Les autres données que l’on peut tirer de ces chiffres sont les suivantes : sur les 44 116 personnes qui ont regardé les vidéos au total, seulement 2,54 % les ont « aimées » et 0,23 % ont laissé un commentaire, parmi lesquels 9,6 % ont été négatifs. Si nous nous concentrons sur les commentaires positifs, qui représentent 90,4 % du total, nous trouvons principalement des remerciements et des éloges aux artistes pour leur initiative, leur créativité et leur talent. Nombre de ces commentaires soulignent par ailleurs la pertinence de ces vidéos dans l’optique de renouveler le répertoire lyrique et d’attirer de nouveaux publics vers le genre opératique. En voici quelques exemples :

« Savez-vous que votre approche désinvolte, audacieuse et loin d’être ennuyeuse attire de nombreux jeunes publics vers le monde de l’opéra ? Quelles mises en scène forme: 2431465.jpg en train d’écrire l’histoire, Teatro Colón. »

2020

« Je suis très émue. Merci d’avoir des interprètes qui font partie du patrimoine argentin. Je vous serre dans mes bras et vous remercie. »

2020

« Une grande créativité et la façon dont vous la chantez, vous me rendez heureuse[52] ! »

2020

Quant aux commentaires négatifs, ils critiquent sévèrement la valeur et la pertinence du résultat esthétique, estimant une décadence supposée du Teatro Colón lui-même et du genre opératique en général. Ces commentaires vont même jusqu’à dénoncer un prétendu gaspillage de fonds publics. Voici quelques-uns des exemples les plus frappants :

« Puis-je demander, en tant qu’abonné, quel était le besoin de gaspiller de l’argent pour cette m**** ? Et même si c’était gratuit, ça reste de la m**** […] Ces personnes sont-elles des étudiantes de Colón, ou quoi ? »

2020

« Je n’aime pas ces bêtises. »

2020

« Est-ce l’avenir de l’opéra ? Dommage que Hugh Hefner ne soit pas là pour en profiter ?

2020

Ce n’est sûrement pas à cause des acteurs, mais la pièce n’a absolument RIEN de valable (plutôt, c’est pitoyable) »

2020

« Comment une telle présentation peut-elle s’attirer de la sympathie ? C’est la destruction de l’opéra.
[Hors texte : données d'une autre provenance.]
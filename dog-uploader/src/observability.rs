use std::sync::atomic::{AtomicU64, Ordering};

use serde::Serialize;

use crate::gateway::Operation;

/// Live counters for gateway calls made by a driver
#[derive(Debug, Default)]
pub struct UploadMetrics {
    issued: [AtomicU64; 6],
    succeeded: [AtomicU64; 6],
    failed: [AtomicU64; 6],
    discarded: AtomicU64,
}

impl UploadMetrics {
    pub fn new() -> Self {
        Self::default()
    }

    pub fn record_issued(&self, operation: Operation) {
        self.issued[operation.index()].fetch_add(1, Ordering::Relaxed);
    }

    pub fn record_success(&self, operation: Operation) {
        self.succeeded[operation.index()].fetch_add(1, Ordering::Relaxed);
    }

    pub fn record_failure(&self, operation: Operation) {
        self.failed[operation.index()].fetch_add(1, Ordering::Relaxed);
    }

    pub fn record_discard(&self) {
        self.discarded.fetch_add(1, Ordering::Relaxed);
    }

    pub fn issued(&self, operation: Operation) -> u64 {
        self.issued[operation.index()].load(Ordering::Relaxed)
    }

    pub fn succeeded(&self, operation: Operation) -> u64 {
        self.succeeded[operation.index()].load(Ordering::Relaxed)
    }

    pub fn failed(&self, operation: Operation) -> u64 {
        self.failed[operation.index()].load(Ordering::Relaxed)
    }

    /// Point-in-time copy of every counter
    pub fn snapshot(&self) -> MetricsSnapshot {
        let per_operation = Operation::ALL
            .iter()
            .map(|op| OperationCounts {
                operation: op.name(),
                issued: self.issued(*op),
                succeeded: self.succeeded(*op),
                failed: self.failed(*op),
            })
            .collect::<Vec<_>>();

        MetricsSnapshot {
            total_issued: per_operation.iter().map(|c| c.issued).sum(),
            total_failed: per_operation.iter().map(|c| c.failed).sum(),
            discarded: self.discarded.load(Ordering::Relaxed),
            per_operation,
        }
    }
}

#[derive(Debug, Clone, PartialEq, Eq, Serialize)]
pub struct OperationCounts {
    pub operation: &'static str,
    pub issued: u64,
    pub succeeded: u64,
    pub failed: u64,
}

#[derive(Debug, Clone, PartialEq, Eq, Serialize)]
pub struct MetricsSnapshot {
    pub total_issued: u64,
    pub total_failed: u64,
    pub discarded: u64,
    pub per_operation: Vec<OperationCounts>,
}

/// Install a `fmt` subscriber filtered by `RUST_LOG`, falling back to `default_filter`.
///
/// Safe to call more than once; later calls are no-ops.
#[cfg(feature = "tracing-basic")]
pub fn init_tracing(default_filter: &str) {
    use tracing_subscriber::EnvFilter;

    let filter = EnvFilter::try_from_default_env().unwrap_or_else(|_| EnvFilter::new(default_filter));
    let _ = tracing_subscriber::fmt().with_env_filter(filter).try_init();
}

#[cfg(test)]
mod tests {
    use super::*;

    #[test]
    fn counters_are_tracked_per_operation() {
        let metrics = UploadMetrics::new();
        metrics.record_issued(Operation::RequestSlot);
        metrics.record_issued(Operation::RequestSlot);
        metrics.record_failure(Operation::RequestSlot);
        metrics.record_success(Operation::RequestSlot);
        metrics.record_issued(Operation::Link);

        assert_eq!(metrics.issued(Operation::RequestSlot), 2);
        assert_eq!(metrics.failed(Operation::RequestSlot), 1);
        assert_eq!(metrics.issued(Operation::Transfer), 0);

        let snapshot = metrics.snapshot();
        assert_eq!(snapshot.total_issued, 3);
        assert_eq!(snapshot.total_failed, 1);
        assert_eq!(snapshot.per_operation.len(), 6);
    }
}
La resignification totalement désagréable, la sexualisation de la mise en scène. Celui qui a trouvé un goût pour l’opéra classique ne peut que répudier cette idée. Cela montre clairement à tous que la décadence est déjà une réalité au Teatro Colón[53]. »

2020

Ces commentaires reflètent un profond rejet de cette proposition. Cependant, ce rejet n’est pas dirigé vers les chanteur·euses (presque aucun commentaire ne critique leur qualité vocale) mais vers le contenu des vidéos et l’institution Teatro Colón elle-même, pour avoir donné lieu à un projet de cette nature. Les auteurs de ces commentaires semblent représenter ceux que le musicologue Hervé Lacombe désigne comme « la tendance conservatrice » (Lacombe 2007, p. 66), largement connue dans l’univers opératique. Ses adeptes se caractérisent par leur préférence de la tradition (plutôt que de toute forme d’évolution), par leur acceptation de « l’ordre établi » dans les formes de création et de consommation, et par leur attachement à une forme d’élitisme (plutôt qu’à toute tentative de démocratisation du genre). Dans le contexte argentin, la relation entre cette tendance et le Teatro revêt une tournure particulière : le Colón s’est imposé dès ses origines comme le projet d’une élite libérale[54] qui en fait le symbole de la « haute culture », nonobstant l’hétérogénéité de son public (Benzecry 2012, p. 46). Dès sa fondation, cette élite a promu l’opéra comme un vecteur d’« intégration » de la nation parmi les grandes métropoles modernes de l’Occident (Ibid., p. 64). La programmation théâtrale ne constitue donc pas seulement une prestation culturelle, mais aussi une politique de prestige qui, historiquement, a cependant eu un « impact social limité », précisément en raison de sa « charge symbolique » (Buch 2003, p. 140). Une inquiétude apparaît dès qu’une initiative semble « attaquer » l’aura « noble » et « pure » de cette institution. Des épisodes de censure, survenus dans le contexte dictatorial, montrent la « régulation esthétique » qui s’opérait dans ce théâtre au service de la morale chrétienne et au détriment des excès supposés (de sexe ou de violence) présents dans les opéras[55]. Comme le note Gustavo Fernández Walker à propos de l’étude de Benzecry (2012), les témoignages des fans d’opéra du Teatro Colón ont pour point commun de ne pas pouvoir distinguer l’opéra du lieu où ils se rendent pour l’écouter :

Comme si l’éphémère de l’expérience artistique trouvait dans l’architecture du Colón une manifestation concrète et, au moins idéalement, éternelle [...]. La promesse d’établir un contact avec la plus haute sphère de l’esprit qui surplombe les discours sur le Colón ne peut se réaliser qu’à condition d’abandonner toute trace d’une individualité qui, en tant que telle, reste toujours liée à l’éphémère et au mondain[56].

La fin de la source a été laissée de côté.